**ASSIGNMENT**: Pull out every line in the data that has the string "RecordingBus" in it.

*** DATA RECORDS ***

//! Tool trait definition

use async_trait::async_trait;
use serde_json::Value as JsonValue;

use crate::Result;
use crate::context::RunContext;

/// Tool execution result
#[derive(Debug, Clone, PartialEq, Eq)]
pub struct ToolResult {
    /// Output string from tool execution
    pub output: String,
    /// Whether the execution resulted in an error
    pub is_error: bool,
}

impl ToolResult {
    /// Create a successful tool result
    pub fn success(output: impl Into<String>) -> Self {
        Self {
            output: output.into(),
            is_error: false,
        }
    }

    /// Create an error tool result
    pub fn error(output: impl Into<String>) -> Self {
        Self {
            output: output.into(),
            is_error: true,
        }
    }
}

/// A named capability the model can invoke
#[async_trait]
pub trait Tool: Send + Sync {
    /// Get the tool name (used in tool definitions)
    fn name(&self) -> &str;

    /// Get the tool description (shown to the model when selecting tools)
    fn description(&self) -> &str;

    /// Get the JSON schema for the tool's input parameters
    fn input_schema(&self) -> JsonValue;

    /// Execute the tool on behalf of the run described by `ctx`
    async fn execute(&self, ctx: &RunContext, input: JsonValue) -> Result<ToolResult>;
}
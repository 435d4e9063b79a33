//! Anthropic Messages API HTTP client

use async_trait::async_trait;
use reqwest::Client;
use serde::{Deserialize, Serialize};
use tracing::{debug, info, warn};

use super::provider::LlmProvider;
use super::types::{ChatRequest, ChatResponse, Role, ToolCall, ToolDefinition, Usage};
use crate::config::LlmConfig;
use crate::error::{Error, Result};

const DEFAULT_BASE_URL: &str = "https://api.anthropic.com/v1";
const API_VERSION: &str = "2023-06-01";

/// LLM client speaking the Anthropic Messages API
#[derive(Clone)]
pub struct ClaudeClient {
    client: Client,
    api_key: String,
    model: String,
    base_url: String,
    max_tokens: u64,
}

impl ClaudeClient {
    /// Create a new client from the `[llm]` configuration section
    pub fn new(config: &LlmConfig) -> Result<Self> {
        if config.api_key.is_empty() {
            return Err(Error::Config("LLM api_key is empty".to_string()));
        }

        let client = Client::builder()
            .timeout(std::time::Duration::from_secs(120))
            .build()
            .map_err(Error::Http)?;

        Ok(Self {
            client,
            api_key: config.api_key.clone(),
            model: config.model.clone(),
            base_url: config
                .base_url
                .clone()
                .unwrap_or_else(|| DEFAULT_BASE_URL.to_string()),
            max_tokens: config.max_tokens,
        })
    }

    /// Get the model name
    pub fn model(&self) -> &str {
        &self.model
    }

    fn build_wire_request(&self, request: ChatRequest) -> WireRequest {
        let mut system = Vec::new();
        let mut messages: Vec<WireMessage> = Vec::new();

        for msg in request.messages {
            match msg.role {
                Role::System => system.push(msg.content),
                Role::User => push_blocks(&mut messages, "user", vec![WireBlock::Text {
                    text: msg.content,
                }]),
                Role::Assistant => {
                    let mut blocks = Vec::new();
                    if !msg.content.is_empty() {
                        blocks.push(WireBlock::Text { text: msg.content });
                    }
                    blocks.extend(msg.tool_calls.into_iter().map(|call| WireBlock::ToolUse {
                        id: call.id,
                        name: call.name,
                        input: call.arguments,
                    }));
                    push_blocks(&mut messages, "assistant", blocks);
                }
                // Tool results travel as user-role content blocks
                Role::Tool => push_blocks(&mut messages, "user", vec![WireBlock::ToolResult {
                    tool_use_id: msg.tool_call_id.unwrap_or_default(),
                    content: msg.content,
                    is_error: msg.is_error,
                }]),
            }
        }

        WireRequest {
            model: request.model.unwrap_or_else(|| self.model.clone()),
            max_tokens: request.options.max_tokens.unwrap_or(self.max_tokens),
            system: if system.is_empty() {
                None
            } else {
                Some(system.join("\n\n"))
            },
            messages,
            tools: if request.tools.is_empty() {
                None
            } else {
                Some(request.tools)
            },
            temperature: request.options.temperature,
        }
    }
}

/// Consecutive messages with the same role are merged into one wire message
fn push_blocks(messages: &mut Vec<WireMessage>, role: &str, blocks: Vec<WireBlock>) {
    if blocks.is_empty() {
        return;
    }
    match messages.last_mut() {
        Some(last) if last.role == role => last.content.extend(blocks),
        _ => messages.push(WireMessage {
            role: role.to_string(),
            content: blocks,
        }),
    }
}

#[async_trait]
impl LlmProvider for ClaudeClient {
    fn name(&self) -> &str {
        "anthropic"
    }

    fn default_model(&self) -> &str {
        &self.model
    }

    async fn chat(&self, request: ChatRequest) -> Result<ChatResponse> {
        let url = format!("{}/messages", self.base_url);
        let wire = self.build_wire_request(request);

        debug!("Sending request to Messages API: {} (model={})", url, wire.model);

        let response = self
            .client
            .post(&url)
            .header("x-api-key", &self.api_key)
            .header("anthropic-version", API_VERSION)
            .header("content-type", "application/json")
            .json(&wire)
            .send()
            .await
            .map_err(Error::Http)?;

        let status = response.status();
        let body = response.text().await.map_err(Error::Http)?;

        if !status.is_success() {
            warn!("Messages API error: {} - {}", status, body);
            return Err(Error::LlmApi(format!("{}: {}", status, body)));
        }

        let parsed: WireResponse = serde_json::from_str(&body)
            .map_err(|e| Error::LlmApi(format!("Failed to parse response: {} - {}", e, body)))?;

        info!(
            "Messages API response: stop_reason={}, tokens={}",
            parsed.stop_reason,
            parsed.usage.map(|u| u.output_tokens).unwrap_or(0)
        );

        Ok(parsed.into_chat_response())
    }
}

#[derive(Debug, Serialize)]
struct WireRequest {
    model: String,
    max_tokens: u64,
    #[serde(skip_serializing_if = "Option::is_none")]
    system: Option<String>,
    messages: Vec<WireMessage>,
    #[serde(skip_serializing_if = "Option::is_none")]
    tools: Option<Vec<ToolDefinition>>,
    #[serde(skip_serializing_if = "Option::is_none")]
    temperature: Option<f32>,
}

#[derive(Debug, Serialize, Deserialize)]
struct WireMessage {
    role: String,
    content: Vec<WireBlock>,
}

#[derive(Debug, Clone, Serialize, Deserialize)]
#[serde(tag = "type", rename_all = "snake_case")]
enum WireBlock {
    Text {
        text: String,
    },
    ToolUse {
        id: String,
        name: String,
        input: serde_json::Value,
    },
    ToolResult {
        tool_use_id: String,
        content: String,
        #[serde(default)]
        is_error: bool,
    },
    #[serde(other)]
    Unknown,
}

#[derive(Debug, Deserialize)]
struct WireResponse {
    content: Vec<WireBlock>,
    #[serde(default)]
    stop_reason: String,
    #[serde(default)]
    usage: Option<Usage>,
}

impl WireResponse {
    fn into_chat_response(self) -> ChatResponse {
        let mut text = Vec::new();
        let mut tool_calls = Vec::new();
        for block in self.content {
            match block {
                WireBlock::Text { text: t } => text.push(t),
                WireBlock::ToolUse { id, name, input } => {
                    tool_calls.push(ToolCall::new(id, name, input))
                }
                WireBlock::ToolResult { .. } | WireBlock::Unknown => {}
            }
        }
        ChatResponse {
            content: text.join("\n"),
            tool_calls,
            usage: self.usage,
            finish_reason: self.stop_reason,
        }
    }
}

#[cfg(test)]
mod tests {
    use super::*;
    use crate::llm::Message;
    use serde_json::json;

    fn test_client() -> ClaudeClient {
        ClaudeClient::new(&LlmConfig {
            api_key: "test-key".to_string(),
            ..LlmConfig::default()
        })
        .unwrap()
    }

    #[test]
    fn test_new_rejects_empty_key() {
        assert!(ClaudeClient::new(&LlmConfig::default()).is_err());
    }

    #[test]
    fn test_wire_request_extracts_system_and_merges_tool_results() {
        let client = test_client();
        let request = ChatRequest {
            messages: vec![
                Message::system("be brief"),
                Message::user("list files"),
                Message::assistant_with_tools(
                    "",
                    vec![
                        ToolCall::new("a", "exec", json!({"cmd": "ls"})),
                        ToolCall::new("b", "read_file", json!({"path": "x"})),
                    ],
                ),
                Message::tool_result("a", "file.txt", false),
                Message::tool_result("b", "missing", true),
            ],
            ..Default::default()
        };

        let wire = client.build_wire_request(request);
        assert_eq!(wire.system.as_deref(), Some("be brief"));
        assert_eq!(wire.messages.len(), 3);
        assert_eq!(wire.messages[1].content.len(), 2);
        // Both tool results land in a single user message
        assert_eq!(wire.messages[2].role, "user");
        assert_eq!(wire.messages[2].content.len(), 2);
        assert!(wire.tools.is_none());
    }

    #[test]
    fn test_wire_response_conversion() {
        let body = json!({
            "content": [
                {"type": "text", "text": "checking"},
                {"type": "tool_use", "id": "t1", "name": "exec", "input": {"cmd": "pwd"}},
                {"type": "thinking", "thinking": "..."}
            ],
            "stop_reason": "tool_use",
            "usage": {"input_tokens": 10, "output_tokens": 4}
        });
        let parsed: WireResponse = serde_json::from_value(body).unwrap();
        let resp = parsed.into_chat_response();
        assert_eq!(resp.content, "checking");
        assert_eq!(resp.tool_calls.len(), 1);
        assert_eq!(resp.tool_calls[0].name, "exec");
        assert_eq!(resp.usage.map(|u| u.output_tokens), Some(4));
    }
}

***
*** DATA RECORDS ***

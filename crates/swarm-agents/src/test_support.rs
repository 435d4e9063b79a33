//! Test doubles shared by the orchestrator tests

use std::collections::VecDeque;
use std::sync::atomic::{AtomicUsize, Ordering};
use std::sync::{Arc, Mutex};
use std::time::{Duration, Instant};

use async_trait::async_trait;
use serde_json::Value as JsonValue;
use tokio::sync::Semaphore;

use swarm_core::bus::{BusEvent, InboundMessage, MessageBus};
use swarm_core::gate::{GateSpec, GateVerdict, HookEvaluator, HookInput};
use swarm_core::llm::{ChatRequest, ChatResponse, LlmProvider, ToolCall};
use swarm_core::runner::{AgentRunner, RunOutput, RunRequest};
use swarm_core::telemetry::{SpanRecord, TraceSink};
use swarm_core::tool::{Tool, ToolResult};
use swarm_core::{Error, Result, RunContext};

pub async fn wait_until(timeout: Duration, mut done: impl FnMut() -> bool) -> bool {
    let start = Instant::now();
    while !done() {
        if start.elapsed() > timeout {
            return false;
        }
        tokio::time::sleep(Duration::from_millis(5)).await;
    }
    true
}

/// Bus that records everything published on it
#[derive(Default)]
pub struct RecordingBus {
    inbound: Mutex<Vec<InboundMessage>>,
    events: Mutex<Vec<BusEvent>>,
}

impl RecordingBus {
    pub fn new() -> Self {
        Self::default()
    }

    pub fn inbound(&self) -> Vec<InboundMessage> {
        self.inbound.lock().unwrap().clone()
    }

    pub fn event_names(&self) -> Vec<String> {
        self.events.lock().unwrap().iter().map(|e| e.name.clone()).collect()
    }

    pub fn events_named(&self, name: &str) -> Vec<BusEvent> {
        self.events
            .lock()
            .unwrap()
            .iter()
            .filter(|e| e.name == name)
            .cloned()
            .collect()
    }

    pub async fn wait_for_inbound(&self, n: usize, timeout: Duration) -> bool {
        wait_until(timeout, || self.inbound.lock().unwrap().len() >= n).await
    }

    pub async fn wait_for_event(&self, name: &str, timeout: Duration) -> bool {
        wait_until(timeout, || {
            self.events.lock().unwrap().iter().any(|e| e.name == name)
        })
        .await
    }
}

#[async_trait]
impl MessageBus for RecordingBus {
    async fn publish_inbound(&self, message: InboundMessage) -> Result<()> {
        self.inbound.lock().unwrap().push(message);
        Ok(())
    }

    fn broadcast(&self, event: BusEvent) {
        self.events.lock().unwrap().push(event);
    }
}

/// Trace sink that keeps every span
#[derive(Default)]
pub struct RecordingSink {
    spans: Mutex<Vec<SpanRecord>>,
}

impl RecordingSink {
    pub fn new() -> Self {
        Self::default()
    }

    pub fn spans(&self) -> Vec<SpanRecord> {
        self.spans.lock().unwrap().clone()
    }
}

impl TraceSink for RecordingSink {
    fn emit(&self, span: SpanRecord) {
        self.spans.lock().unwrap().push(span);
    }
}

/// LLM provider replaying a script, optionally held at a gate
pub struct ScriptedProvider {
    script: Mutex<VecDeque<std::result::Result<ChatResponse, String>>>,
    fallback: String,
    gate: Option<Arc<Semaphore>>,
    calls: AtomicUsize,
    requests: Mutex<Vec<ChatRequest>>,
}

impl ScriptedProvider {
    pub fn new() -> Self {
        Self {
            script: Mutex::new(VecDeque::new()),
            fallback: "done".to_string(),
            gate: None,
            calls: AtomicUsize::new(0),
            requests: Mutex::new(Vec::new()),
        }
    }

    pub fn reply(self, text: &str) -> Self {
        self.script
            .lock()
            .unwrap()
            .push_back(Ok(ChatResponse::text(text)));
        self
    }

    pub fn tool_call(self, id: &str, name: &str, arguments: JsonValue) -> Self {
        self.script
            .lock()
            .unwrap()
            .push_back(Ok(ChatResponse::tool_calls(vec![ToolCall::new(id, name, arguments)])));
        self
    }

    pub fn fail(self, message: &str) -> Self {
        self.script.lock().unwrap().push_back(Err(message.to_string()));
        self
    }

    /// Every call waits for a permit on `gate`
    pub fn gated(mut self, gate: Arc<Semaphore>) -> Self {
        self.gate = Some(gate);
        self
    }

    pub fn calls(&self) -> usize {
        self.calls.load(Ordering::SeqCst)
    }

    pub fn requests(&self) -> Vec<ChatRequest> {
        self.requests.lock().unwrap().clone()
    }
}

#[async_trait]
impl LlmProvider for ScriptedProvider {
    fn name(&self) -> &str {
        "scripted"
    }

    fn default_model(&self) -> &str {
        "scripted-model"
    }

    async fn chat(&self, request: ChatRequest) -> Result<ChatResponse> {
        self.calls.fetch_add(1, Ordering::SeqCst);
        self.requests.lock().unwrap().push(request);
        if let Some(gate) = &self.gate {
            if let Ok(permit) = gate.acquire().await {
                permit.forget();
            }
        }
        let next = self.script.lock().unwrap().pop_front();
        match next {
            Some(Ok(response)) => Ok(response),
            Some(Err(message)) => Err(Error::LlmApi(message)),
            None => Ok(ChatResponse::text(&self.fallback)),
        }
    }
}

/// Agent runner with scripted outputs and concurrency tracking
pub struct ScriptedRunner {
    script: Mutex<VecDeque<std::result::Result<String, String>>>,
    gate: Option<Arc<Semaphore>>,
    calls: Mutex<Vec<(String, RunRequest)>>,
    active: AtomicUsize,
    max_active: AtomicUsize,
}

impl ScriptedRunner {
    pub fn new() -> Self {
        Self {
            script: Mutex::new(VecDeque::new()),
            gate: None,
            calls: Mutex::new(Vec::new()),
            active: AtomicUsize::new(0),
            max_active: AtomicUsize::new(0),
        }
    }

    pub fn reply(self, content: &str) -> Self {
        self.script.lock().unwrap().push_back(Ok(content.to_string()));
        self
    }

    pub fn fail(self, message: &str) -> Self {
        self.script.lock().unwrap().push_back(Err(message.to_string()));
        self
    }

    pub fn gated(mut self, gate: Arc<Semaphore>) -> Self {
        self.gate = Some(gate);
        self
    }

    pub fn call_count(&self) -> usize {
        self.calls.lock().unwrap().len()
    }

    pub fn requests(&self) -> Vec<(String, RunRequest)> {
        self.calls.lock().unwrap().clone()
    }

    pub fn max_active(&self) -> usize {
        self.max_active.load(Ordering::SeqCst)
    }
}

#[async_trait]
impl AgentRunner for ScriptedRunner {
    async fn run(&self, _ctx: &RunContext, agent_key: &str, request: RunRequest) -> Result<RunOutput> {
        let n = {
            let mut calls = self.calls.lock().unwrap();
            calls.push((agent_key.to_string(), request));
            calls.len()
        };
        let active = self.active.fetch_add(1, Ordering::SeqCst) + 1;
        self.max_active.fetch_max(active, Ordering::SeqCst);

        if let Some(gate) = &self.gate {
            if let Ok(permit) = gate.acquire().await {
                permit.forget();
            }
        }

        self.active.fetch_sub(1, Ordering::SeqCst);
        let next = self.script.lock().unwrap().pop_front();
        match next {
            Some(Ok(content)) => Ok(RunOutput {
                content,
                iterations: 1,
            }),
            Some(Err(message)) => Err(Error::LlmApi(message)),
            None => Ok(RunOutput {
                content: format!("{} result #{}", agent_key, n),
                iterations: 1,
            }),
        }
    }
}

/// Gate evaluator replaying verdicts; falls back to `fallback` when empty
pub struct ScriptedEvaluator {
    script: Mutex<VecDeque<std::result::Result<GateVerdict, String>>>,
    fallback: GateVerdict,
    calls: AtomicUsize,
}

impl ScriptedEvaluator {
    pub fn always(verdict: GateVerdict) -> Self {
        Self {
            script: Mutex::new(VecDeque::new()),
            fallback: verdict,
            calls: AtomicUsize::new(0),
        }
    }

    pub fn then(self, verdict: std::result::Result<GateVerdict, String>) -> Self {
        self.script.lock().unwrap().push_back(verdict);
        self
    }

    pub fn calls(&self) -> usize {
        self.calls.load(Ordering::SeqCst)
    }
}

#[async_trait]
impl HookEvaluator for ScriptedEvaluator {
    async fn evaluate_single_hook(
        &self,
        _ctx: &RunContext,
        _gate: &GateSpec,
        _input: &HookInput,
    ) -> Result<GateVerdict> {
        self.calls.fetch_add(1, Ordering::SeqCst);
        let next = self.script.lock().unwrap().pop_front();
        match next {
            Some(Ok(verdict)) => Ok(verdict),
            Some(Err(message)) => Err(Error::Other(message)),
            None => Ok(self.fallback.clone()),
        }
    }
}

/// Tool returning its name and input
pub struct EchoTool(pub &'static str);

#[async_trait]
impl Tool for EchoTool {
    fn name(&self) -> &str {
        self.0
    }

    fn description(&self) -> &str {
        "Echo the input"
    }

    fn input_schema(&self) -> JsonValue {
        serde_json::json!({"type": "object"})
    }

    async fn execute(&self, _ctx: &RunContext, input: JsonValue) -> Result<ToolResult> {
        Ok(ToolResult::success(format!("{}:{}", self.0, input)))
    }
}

***

**ANSWER TO THIS EXERCISE**:
pub struct RecordingBus {
impl RecordingBus {
impl MessageBus for RecordingBus {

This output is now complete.